__Aim of the exercise__
Only a single number is expected: how many lines of the data hold the word "STONE".

[Stored data entries]
__________________________________________________
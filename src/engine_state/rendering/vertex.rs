//! Vertex data structures and layouts for terrain rendering.
//!
//! This module defines the interleaved vertex format produced by the mesher and
//! consumed by the render layer's shader pipeline.

use cgmath::{Point3, Vector3};

/// A vertex of terrain geometry.
///
/// # Memory Layout
/// - Position: [f32; 4] world space, w = 1 (16 bytes)
/// - Normal: [f32; 4] outward face normal, w = 0 (16 bytes)
/// - UV: [f32; 2] texture atlas coordinates (8 bytes)
/// - Animation: f32, 1.0 for animated textures (4 bytes)
///
/// Total size: 44 bytes, eleven floats
#[repr(C)]
#[derive(Copy, Clone, Debug, PartialEq, bytemuck::Pod, bytemuck::Zeroable)]
pub struct Vertex {
    pub position: [f32; 4],
    pub normal: [f32; 4],
    pub uv: [f32; 2],
    pub animation: f32,
}

impl Vertex {
    /// Number of `f32` components per vertex.
    pub const FLOATS: usize = 11;

    /// Creates a new vertex.
    ///
    /// # Arguments
    /// * `position` - World space corner position
    /// * `normal` - Outward normal of the face the vertex belongs to
    /// * `uv` - Texture atlas coordinates
    /// * `animated` - Whether the shader should animate the texture
    pub fn new(position: Point3<f32>, normal: Vector3<f32>, uv: [f32; 2], animated: bool) -> Self {
        Vertex {
            position: [position.x, position.y, position.z, 1.0],
            normal: [normal.x, normal.y, normal.z, 0.0],
            uv,
            animation: if animated { 1.0 } else { 0.0 },
        }
    }

    /// Returns the vertex buffer layout description for the shader pipeline.
    ///
    /// # Shader Attributes
    /// - `location = 0`: position (vec4<f32>)
    /// - `location = 1`: normal (vec4<f32>)
    /// - `location = 2`: uv (vec2<f32>)
    /// - `location = 3`: animation (f32)
    pub fn desc<'a>() -> wgpu::VertexBufferLayout<'a> {
        wgpu::VertexBufferLayout {
            array_stride: std::mem::size_of::<Vertex>() as wgpu::BufferAddress,
            step_mode: wgpu::VertexStepMode::Vertex,
            attributes: &[
                wgpu::VertexAttribute {
                    offset: 0,
                    shader_location: 0,
                    format: wgpu::VertexFormat::Float32x4,
                },
                wgpu::VertexAttribute {
                    offset: std::mem::size_of::<[f32; 4]>() as wgpu::BufferAddress,
                    shader_location: 1,
                    format: wgpu::VertexFormat::Float32x4,
                },
                wgpu::VertexAttribute {
                    offset: std::mem::size_of::<[f32; 8]>() as wgpu::BufferAddress,
                    shader_location: 2,
                    format: wgpu::VertexFormat::Float32x2,
                },
                wgpu::VertexAttribute {
                    offset: std::mem::size_of::<[f32; 10]>() as wgpu::BufferAddress,
                    shader_location: 3,
                    format: wgpu::VertexFormat::Float32,
                },
            ],
        }
    }
}

#[cfg(test)]
mod tests {
    use super::*;

    #[test]
    fn vertex_is_eleven_tightly_packed_floats() {
        assert_eq!(std::mem::size_of::<Vertex>(), Vertex::FLOATS * 4);
        let layout = Vertex::desc();
        assert_eq!(layout.array_stride, 44);
        assert_eq!(layout.attributes[3].offset, 40);
    }

    #[test]
    fn casts_to_interleaved_floats() {
        let vertex = Vertex::new(Point3::new(1.0, 2.0, 3.0), Vector3::new(0.0, 1.0, 0.0), [0.5, 0.25], true);
        let floats: &[f32] = bytemuck::cast_slice(std::slice::from_ref(&vertex));
        assert_eq!(floats, &[1.0, 2.0, 3.0, 1.0, 0.0, 1.0, 0.0, 0.0, 0.5, 0.25, 1.0]);
    }
}
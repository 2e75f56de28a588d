//! # Block Module
//!
//! This module provides the core block-related functionality for the terrain.
//! It includes block type definitions, block face handling, and the texture atlas
//! lookup used when emitting face UVs.

use block_side::BlockSide;
use block_type::BlockType;

pub mod block_side;
pub mod block_type;

/// The underlying integer type used to represent block types in memory.
pub type BlockTypeSize = u8;

/// Number of cells along each edge of the square texture atlas.
pub const ATLAS_CELLS_PER_EDGE: f32 = 16.0;

/// Maps each block type to its texture atlas cell `(column, row)` for each face.
///
/// The outer array is indexed by `BlockType` as a `usize`.
/// The inner array is indexed by `BlockSide` as a `usize`:
/// [Front, Back, Bottom, Top, Left, Right]
pub static BLOCK_TYPE_TO_ATLAS_CELLS: [[(u8, u8); 6]; BlockType::COUNT] = [
    [(0, 0); 6],                                            // EMPTY (never meshed)
    [(3, 15), (3, 15), (2, 15), (8, 13), (3, 15), (3, 15)], // GRASS (top: 8,13, bottom: dirt)
    [(2, 15); 6],                                           // DIRT
    [(1, 15); 6],                                           // STONE
    [(2, 14); 6],                                           // SAND
    [(2, 11); 6],                                           // SNOW
    [(1, 14); 6],                                           // BEDROCK
    [(13, 3); 6],                                           // WATER
    [(3, 11); 6],                                           // ICE
    [(13, 1); 6],                                           // LAVA
];

/// Returns the atlas cell for one face of a block type.
pub fn atlas_cell(block_type: BlockType, side: BlockSide) -> (u8, u8) {
    BLOCK_TYPE_TO_ATLAS_CELLS[block_type as usize][side as usize]
}
use std::sync::{Arc, RwLock, RwLockReadGuard, RwLockWriteGuard};

/// A thread-safe, reference-counted handle with read-write locking.
///
/// `MtResource` is how terrain data crosses thread boundaries: every chunk lives
/// behind one, so a generation task can hold the write guard while meshing tasks
/// for other chunks hold read guards on their own chunk. Cloning the handle is
/// cheap and never copies the underlying value.
///
/// # Examples
///
/// ```
/// use voxel_terrain::core::MtResource;
///
/// let counter = MtResource::new(0);
/// let counter_clone = counter.clone();
///
/// let handle = std::thread::spawn(move || {
///     *counter_clone.get_mut() += 1;
/// });
///
/// handle.join().unwrap();
/// assert_eq!(*counter.get(), 1);
/// ```
///
/// # Performance Considerations
/// - Read guards (`get()`) can be held concurrently
/// - Write guards (`get_mut()`) are exclusive, keep them short
/// - Never hold two guards at once from the same task, acquire them one after another
pub struct MtResource<T: Send + Sync> {
    pub resource: Arc<RwLock<T>>,
}

impl<T: Send + Sync + 'static> MtResource<T> {
    /// Wraps `resource` in a new shared handle.
    pub fn new(resource: T) -> Self {
        Self {
            resource: Arc::new(RwLock::new(resource)),
        }
    }

    /// Returns a read-only guard over the contained value.
    ///
    /// # Panics
    /// Panics if the lock is poisoned.
    pub fn get(&self) -> RwLockReadGuard<'_, T> {
        self.resource.read().unwrap()
    }

    /// Returns an exclusive guard over the contained value.
    ///
    /// # Panics
    /// Panics if the lock is poisoned.
    pub fn get_mut(&self) -> RwLockWriteGuard<'_, T> {
        self.resource.write().unwrap()
    }

    /// Whether two handles point at the same underlying value.
    pub fn ptr_eq(&self, other: &Self) -> bool {
        Arc::ptr_eq(&self.resource, &other.resource)
    }
}

impl<T: Send + Sync> Clone for MtResource<T> {
    fn clone(&self) -> Self {
        Self {
            resource: self.resource.clone(),
        }
    }
}

#[cfg(test)]
mod tests {
    use super::*;

    #[test]
    fn clones_share_the_same_value() {
        let resource = MtResource::new(vec![1, 2, 3]);
        let clone = resource.clone();

        clone.get_mut().push(4);

        assert_eq!(resource.get().len(), 4);
        assert!(resource.ptr_eq(&clone));
        assert!(!resource.ptr_eq(&MtResource::new(vec![1, 2, 3, 4])));
    }
}
//! # Buffer State Module
//!
//! This module owns the render-side copies of chunk geometry. The coordinator hands
//! every current `ChunkMeshData` to a `ChunkUploader` on its own thread; the uploader
//! replaces whatever it held for that chunk before. Buffers and their bookkeeping are
//! keyed by `ChunkPos` here rather than stored on the chunk, so uploading never
//! touches a chunk lock.
//!
//! ## Implementations
//!
//! * `ChunkBufferState` creates one set of wgpu vertex and index buffers per chunk
//!   and tracks how much GPU memory they occupy
//! * `HeadlessChunkBuffers` keeps the uploaded buffers in memory, for running the
//!   pipeline without a GPU
//!
//! ## Performance Considerations
//!
//! * Empty buffer sets are never allocated on the GPU
//! * Re-uploading a chunk drops its previous buffers, so memory tracks the live mesh

use std::collections::HashMap;

use wgpu::{util::DeviceExt, Buffer, BufferUsages, Device};

use super::rendering::meshing::{ChunkMeshData, MeshBuffers};
use super::voxels::zone::ChunkPos;

/// What the render layer currently holds for a chunk.
#[derive(Debug, Clone, Copy, Default, PartialEq, Eq)]
pub struct UploadedMesh {
    /// Re-mesh generation the uploaded geometry was built from.
    pub generation: u64,
    /// Number of indices in the opaque index buffer.
    pub opaque_index_count: usize,
    /// Number of indices in the transparent index buffer.
    pub transparent_index_count: usize,
}

/// Receives finished chunk meshes on the coordinator thread.
pub trait ChunkUploader {
    /// Stores the geometry of `mesh`, replacing any earlier upload of the same chunk.
    fn upload(&mut self, mesh: &ChunkMeshData);

    /// Bookkeeping of the last upload for the chunk at `position`.
    fn uploaded(&self, position: ChunkPos) -> Option<UploadedMesh>;
}

#[derive(Debug, Default)]
struct BufferAnalytics {
    pub allocated_memory: u64,
    pub times_written: u64,
}

/// GPU buffers of one chunk. Buffers of an empty transparency class are `None`.
#[derive(Debug)]
pub struct ChunkBuffers {
    pub generation: u64,
    pub opaque_vertices: Option<Buffer>,
    pub opaque_indices: Option<Buffer>,
    pub opaque_index_count: u32,
    pub transparent_vertices: Option<Buffer>,
    pub transparent_indices: Option<Buffer>,
    pub transparent_index_count: u32,
}

/// Per-chunk wgpu buffers.
pub struct ChunkBufferState {
    pub device: Device,
    pub buffers: HashMap<ChunkPos, ChunkBuffers>,
    buffer_analytics: HashMap<ChunkPos, BufferAnalytics>,
}

impl ChunkBufferState {
    pub fn new(device: Device) -> Self {
        Self {
            device,
            buffers: HashMap::new(),
            buffer_analytics: HashMap::new(),
        }
    }

    fn create_buffer_init(&self, label: &str, contents: &[u8], usage: BufferUsages) -> Option<Buffer> {
        if contents.is_empty() {
            return None;
        }
        Some(self.device.create_buffer_init(&wgpu::util::BufferInitDescriptor {
            label: Some(label),
            contents,
            usage,
        }))
    }

    fn create_class_buffers(&self, position: ChunkPos, class: &str, mesh: &MeshBuffers) -> (Option<Buffer>, Option<Buffer>) {
        let vertices = self.create_buffer_init(
            &format!("chunk ({}, {}) {} vertices", position.x, position.z, class),
            mesh.vertex_bytes(),
            BufferUsages::VERTEX,
        );
        let indices = self.create_buffer_init(
            &format!("chunk ({}, {}) {} indices", position.x, position.z, class),
            mesh.index_bytes(),
            BufferUsages::INDEX,
        );
        (vertices, indices)
    }

    pub fn get_buffers(&self, position: ChunkPos) -> Option<&ChunkBuffers> {
        self.buffers.get(&position)
    }

    pub fn get_total_allocated_memory(&self) -> u64 {
        self.buffer_analytics
            .values()
            .fold(0, |acc, buffer_analytics| acc + buffer_analytics.allocated_memory)
    }

    pub fn get_times_written(&self, position: ChunkPos) -> u64 {
        self.buffer_analytics
            .get(&position)
            .map_or(0, |buffer_analytics| buffer_analytics.times_written)
    }
}

impl ChunkUploader for ChunkBufferState {
    fn upload(&mut self, mesh: &ChunkMeshData) {
        let (opaque_vertices, opaque_indices) = self.create_class_buffers(mesh.position, "opaque", &mesh.opaque);
        let (transparent_vertices, transparent_indices) =
            self.create_class_buffers(mesh.position, "transparent", &mesh.transparent);

        let allocated_memory: u64 = [&mesh.opaque, &mesh.transparent]
            .iter()
            .map(|buffers| (buffers.vertex_bytes().len() + buffers.index_bytes().len()) as u64)
            .sum();

        self.buffers.insert(
            mesh.position,
            ChunkBuffers {
                generation: mesh.generation,
                opaque_vertices,
                opaque_indices,
                opaque_index_count: mesh.opaque.indices.len() as u32,
                transparent_vertices,
                transparent_indices,
                transparent_index_count: mesh.transparent.indices.len() as u32,
            },
        );

        let buffer_analytics = self.buffer_analytics.entry(mesh.position).or_default();
        buffer_analytics.allocated_memory = allocated_memory;
        buffer_analytics.times_written += 1;
    }

    fn uploaded(&self, position: ChunkPos) -> Option<UploadedMesh> {
        self.buffers.get(&position).map(|buffers| UploadedMesh {
            generation: buffers.generation,
            opaque_index_count: buffers.opaque_index_count as usize,
            transparent_index_count: buffers.transparent_index_count as usize,
        })
    }
}

/// The last mesh uploaded for a chunk, kept in memory.
#[derive(Debug, Clone, Default, PartialEq)]
pub struct HeadlessUpload {
    pub generation: u64,
    pub opaque: MeshBuffers,
    pub transparent: MeshBuffers,
    pub times_uploaded: usize,
}

/// In-memory uploader for running and testing the pipeline without a GPU.
#[derive(Debug, Default)]
pub struct HeadlessChunkBuffers {
    uploads: HashMap<ChunkPos, HeadlessUpload>,
    total_uploads: usize,
}

impl HeadlessChunkBuffers {
    pub fn new() -> Self {
        Self::default()
    }

    pub fn get(&self, position: ChunkPos) -> Option<&HeadlessUpload> {
        self.uploads.get(&position)
    }

    pub fn times_uploaded(&self, position: ChunkPos) -> usize {
        self.uploads.get(&position).map_or(0, |upload| upload.times_uploaded)
    }

    pub fn total_uploads(&self) -> usize {
        self.total_uploads
    }

    pub fn chunk_count(&self) -> usize {
        self.uploads.len()
    }

    /// Faces currently held across every chunk and both transparency classes.
    pub fn total_face_count(&self) -> usize {
        self.uploads
            .values()
            .map(|upload| upload.opaque.face_count() + upload.transparent.face_count())
            .sum()
    }
}

impl ChunkUploader for HeadlessChunkBuffers {
    fn upload(&mut self, mesh: &ChunkMeshData) {
        let upload = self.uploads.entry(mesh.position).or_default();
        upload.generation = mesh.generation;
        upload.opaque = mesh.opaque.clone();
        upload.transparent = mesh.transparent.clone();
        upload.times_uploaded += 1;
        self.total_uploads += 1;
    }

    fn uploaded(&self, position: ChunkPos) -> Option<UploadedMesh> {
        self.uploads.get(&position).map(|upload| UploadedMesh {
            generation: upload.generation,
            opaque_index_count: upload.opaque.indices.len(),
            transparent_index_count: upload.transparent.indices.len(),
        })
    }
}

#[cfg(test)]
mod tests {
    use super::*;
    use crate::core::MtResource;
    use crate::engine_state::voxels::chunk::Chunk;

    fn mesh_at(position: ChunkPos, generation: u64, faces: usize) -> ChunkMeshData {
        use crate::engine_state::rendering::meshing::Face;
        use crate::engine_state::voxels::block::{block_side::BlockSide, block_type::BlockType};

        let mut opaque = MeshBuffers::default();
        for i in 0..faces {
            opaque.push_face(&Face::new(cgmath::Point3::new(i as i32, 0, 0), BlockType::STONE, BlockSide::TOP));
        }
        let chunk = Chunk::new(position);
        ChunkMeshData {
            remesh: chunk.remesh_counter(),
            chunk: MtResource::new(chunk),
            position,
            generation,
            opaque,
            transparent: MeshBuffers::default(),
        }
    }

    #[test]
    fn headless_uploads_replace_previous_geometry() {
        let mut buffers = HeadlessChunkBuffers::new();
        let position = ChunkPos::new(16, 0);

        buffers.upload(&mesh_at(position, 0, 3));
        buffers.upload(&mesh_at(position, 1, 1));

        let upload = buffers.get(position).unwrap();
        assert_eq!(upload.generation, 1);
        assert_eq!(upload.times_uploaded, 2);
        assert_eq!(buffers.total_face_count(), 1);
        assert_eq!(buffers.chunk_count(), 1);
        assert_eq!(buffers.total_uploads(), 2);
        assert_eq!(
            buffers.uploaded(position),
            Some(UploadedMesh {
                generation: 1,
                opaque_index_count: 6,
                transparent_index_count: 0,
            })
        );
        assert_eq!(buffers.uploaded(ChunkPos::new(0, 0)), None);
    }
}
__________________________________________________
__Exercise solution__
2